■ What to produce
The answer is to be all of the data below, reproduced exactly.

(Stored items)
==================================================
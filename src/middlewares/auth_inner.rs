//! AuthMiddleware 인증 로직의 핵심적인 기능
use std::rc::Rc;

use actix_web::body::EitherBody;
use actix_web::dev::{forward_ready, Service, ServiceRequest, ServiceResponse};
use actix_web::http::header::{HeaderName, HeaderValue, ACCESS_CONTROL_EXPOSE_HEADERS};
use actix_web::{web, Error, HttpMessage, HttpResponse};
use futures_util::future::LocalBoxFuture;

use crate::domain::models::auth::{AuthMode, AuthenticatedUser};
use crate::domain::models::token::TokenPair;
use crate::errors::AuthError;
use crate::middlewares::{ACCESS_TOKEN_HEADER, REFRESH_TOKEN_HEADER};
use crate::repositories::users::UserStore;
use crate::services::auth::TokenService;

/// 실제 인증 로직을 수행하는 서비스
pub struct AuthMiddlewareService<S> {
    pub service: Rc<S>,
    pub mode: AuthMode,
}

impl<S, B> Service<ServiceRequest> for AuthMiddlewareService<S>
where
    S: Service<ServiceRequest, Response = ServiceResponse<B>, Error = Error> + 'static,
    S::Future: 'static,
    B: 'static,
{
    type Response = ServiceResponse<EitherBody<B>>;
    type Error = Error;
    type Future = LocalBoxFuture<'static, actix_web::Result<Self::Response, Self::Error>>;

    forward_ready!(service);

    fn call(&self, req: ServiceRequest) -> Self::Future {
        let service = self.service.clone();
        let mode = self.mode.clone();

        Box::pin(async move {
            let token_service = req.app_data::<web::Data<TokenService>>().cloned();
            let user_store = req.app_data::<web::Data<dyn UserStore>>().cloned();

            let (Some(token_service), Some(user_store)) = (token_service, user_store) else {
                log::error!("인증 미들웨어 설정 오류: TokenService 또는 UserStore가 등록되지 않았습니다");
                let response = HttpResponse::InternalServerError().json(serde_json::json!({
                    "error": "Internal server error"
                }));
                let (req, _) = req.into_parts();
                return Ok(ServiceResponse::new(req, response).map_into_right_body());
            };

            let access_token = header_value(&req, ACCESS_TOKEN_HEADER);
            let refresh_token = header_value(&req, REFRESH_TOKEN_HEADER);

            let outcome = token_service
                .resolve(
                    access_token.as_deref(),
                    refresh_token.as_deref(),
                    user_store.get_ref(),
                )
                .await;

            let refreshed = match (&mode, outcome) {
                (_, Ok(principal)) => {
                    log::debug!("인증 성공: 사용자 ID {}", principal.user.id);
                    req.extensions_mut()
                        .insert(AuthenticatedUser::from(principal.user));
                    principal.refreshed
                }
                (AuthMode::Required, Err(err)) => {
                    let response = rejection(&err);
                    let (req, _) = req.into_parts();
                    return Ok(ServiceResponse::new(req, response).map_into_right_body());
                }
                (AuthMode::Optional, Err(err)) => {
                    if err.is_transient() {
                        log::warn!("선택적 인증: 저장소 장애로 익명 진행 ({})", err);
                    } else {
                        log::debug!("선택적 인증: 익명 진행 ({})", err);
                    }
                    None
                }
            };

            let mut res = service.call(req).await?;
            if let Some(pair) = refreshed {
                attach_tokens(&mut res, &pair);
            }
            Ok(res.map_into_left_body())
        })
    }
}

fn header_value(req: &ServiceRequest, name: &str) -> Option<String> {
    req.headers()
        .get(name)
        .and_then(|h| h.to_str().ok())
        .map(str::to_owned)
}

/// Required 모드의 거부 응답 (저장소 장애는 503)
fn rejection(err: &AuthError) -> HttpResponse {
    if err.is_transient() {
        log::warn!("인증 보류: {}", err);
        HttpResponse::ServiceUnavailable().json(serde_json::json!({
            "error": "service_unavailable",
            "message": "잠시 후 다시 시도해주세요"
        }))
    } else {
        log::warn!("인증 실패: {}", err);
        HttpResponse::Unauthorized().json(serde_json::json!({
            "error": "authentication_required",
            "message": err.to_string()
        }))
    }
}

/// 재발급된 토큰 쌍을 응답 헤더에 싣습니다.
fn attach_tokens<B>(res: &mut ServiceResponse<B>, pair: &TokenPair) {
    let headers = res.headers_mut();

    for (name, value) in [
        (ACCESS_TOKEN_HEADER, pair.token.as_str()),
        (REFRESH_TOKEN_HEADER, pair.refresh_token.as_str()),
    ] {
        match HeaderValue::from_str(value) {
            Ok(value) => {
                headers.insert(HeaderName::from_static(name), value);
            }
            Err(e) => log::error!("토큰 헤더 생성 실패 ({}): {}", name, e),
        }
    }

    headers.insert(
        ACCESS_CONTROL_EXPOSE_HEADERS,
        HeaderValue::from_static("x-token, x-refresh-token"),
    );
}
==================================================
■ Task answer
filename src/middlewares/auth_inner.rs
//! AuthMiddleware 인증 로직의 핵심적인 기능
use std::rc::Rc;

use actix_web::body::EitherBody;
use actix_web::dev::{forward_ready, Service, ServiceRequest, ServiceResponse};
use actix_web::http::header::{HeaderName, HeaderValue, ACCESS_CONTROL_EXPOSE_HEADERS};
use actix_web::{web, Error, HttpMessage, HttpResponse};
use futures_util::future::LocalBoxFuture;

use crate::domain::models::auth::{AuthMode, AuthenticatedUser};
use crate::domain::models::token::TokenPair;
use crate::errors::AuthError;
use crate::middlewares::{ACCESS_TOKEN_HEADER, REFRESH_TOKEN_HEADER};
use crate::repositories::users::UserStore;
use crate::services::auth::TokenService;

/// 실제 인증 로직을 수행하는 서비스
pub struct AuthMiddlewareService<S> {
    pub service: Rc<S>,
    pub mode: AuthMode,
}

impl<S, B> Service<ServiceRequest> for AuthMiddlewareService<S>
where
    S: Service<ServiceRequest, Response = ServiceResponse<B>, Error = Error> + 'static,
    S::Future: 'static,
    B: 'static,
{
    type Response = ServiceResponse<EitherBody<B>>;
    type Error = Error;
    type Future = LocalBoxFuture<'static, actix_web::Result<Self::Response, Self::Error>>;

    forward_ready!(service);

    fn call(&self, req: ServiceRequest) -> Self::Future {
        let service = self.service.clone();
        let mode = self.mode.clone();

        Box::pin(async move {
            let token_service = req.app_data::<web::Data<TokenService>>().cloned();
            let user_store = req.app_data::<web::Data<dyn UserStore>>().cloned();

            let (Some(token_service), Some(user_store)) = (token_service, user_store) else {
                log::error!("인증 미들웨어 설정 오류: TokenService 또는 UserStore가 등록되지 않았습니다");
                let response = HttpResponse::InternalServerError().json(serde_json::json!({
                    "error": "Internal server error"
                }));
                let (req, _) = req.into_parts();
                return Ok(ServiceResponse::new(req, response).map_into_right_body());
            };

            let access_token = header_value(&req, ACCESS_TOKEN_HEADER);
            let refresh_token = header_value(&req, REFRESH_TOKEN_HEADER);

            let outcome = token_service
                .resolve(
                    access_token.as_deref(),
                    refresh_token.as_deref(),
                    user_store.get_ref(),
                )
                .await;

            let refreshed = match (&mode, outcome) {
                (_, Ok(principal)) => {
                    log::debug!("인증 성공: 사용자 ID {}", principal.user.id);
                    req.extensions_mut()
                        .insert(AuthenticatedUser::from(principal.user));
                    principal.refreshed
                }
                (AuthMode::Required, Err(err)) => {
                    let response = rejection(&err);
                    let (req, _) = req.into_parts();
                    return Ok(ServiceResponse::new(req, response).map_into_right_body());
                }
                (AuthMode::Optional, Err(err)) => {
                    if err.is_transient() {
                        log::warn!("선택적 인증: 저장소 장애로 익명 진행 ({})", err);
                    } else {
                        log::debug!("선택적 인증: 익명 진행 ({})", err);
                    }
                    None
                }
            };

            let mut res = service.call(req).await?;
            if let Some(pair) = refreshed {
                attach_tokens(&mut res, &pair);
            }
            Ok(res.map_into_left_body())
        })
    }
}

fn header_value(req: &ServiceRequest, name: &str) -> Option<String> {
    req.headers()
        .get(name)
        .and_then(|h| h.to_str().ok())
        .map(str::to_owned)
}

/// Required 모드의 거부 응답 (저장소 장애는 503)
fn rejection(err: &AuthError) -> HttpResponse {
    if err.is_transient() {
        log::warn!("인증 보류: {}", err);
        HttpResponse::ServiceUnavailable().json(serde_json::json!({
            "error": "service_unavailable",
            "message": "잠시 후 다시 시도해주세요"
        }))
    } else {
        log::warn!("인증 실패: {}", err);
        HttpResponse::Unauthorized().json(serde_json::json!({
            "error": "authentication_required",
            "message": err.to_string()
        }))
    }
}

/// 재발급된 토큰 쌍을 응답 헤더에 싣습니다.
fn attach_tokens<B>(res: &mut ServiceResponse<B>, pair: &TokenPair) {
    let headers = res.headers_mut();

    for (name, value) in [
        (ACCESS_TOKEN_HEADER, pair.token.as_str()),
        (REFRESH_TOKEN_HEADER, pair.refresh_token.as_str()),
    ] {
        match HeaderValue::from_str(value) {
            Ok(value) => {
                headers.insert(HeaderName::from_static(name), value);
            }
            Err(e) => log::error!("토큰 헤더 생성 실패 ({}): {}", name, e),
        }
    }

    headers.insert(
        ACCESS_CONTROL_EXPOSE_HEADERS,
        HeaderValue::from_static("x-token, x-refresh-token"),
    );
}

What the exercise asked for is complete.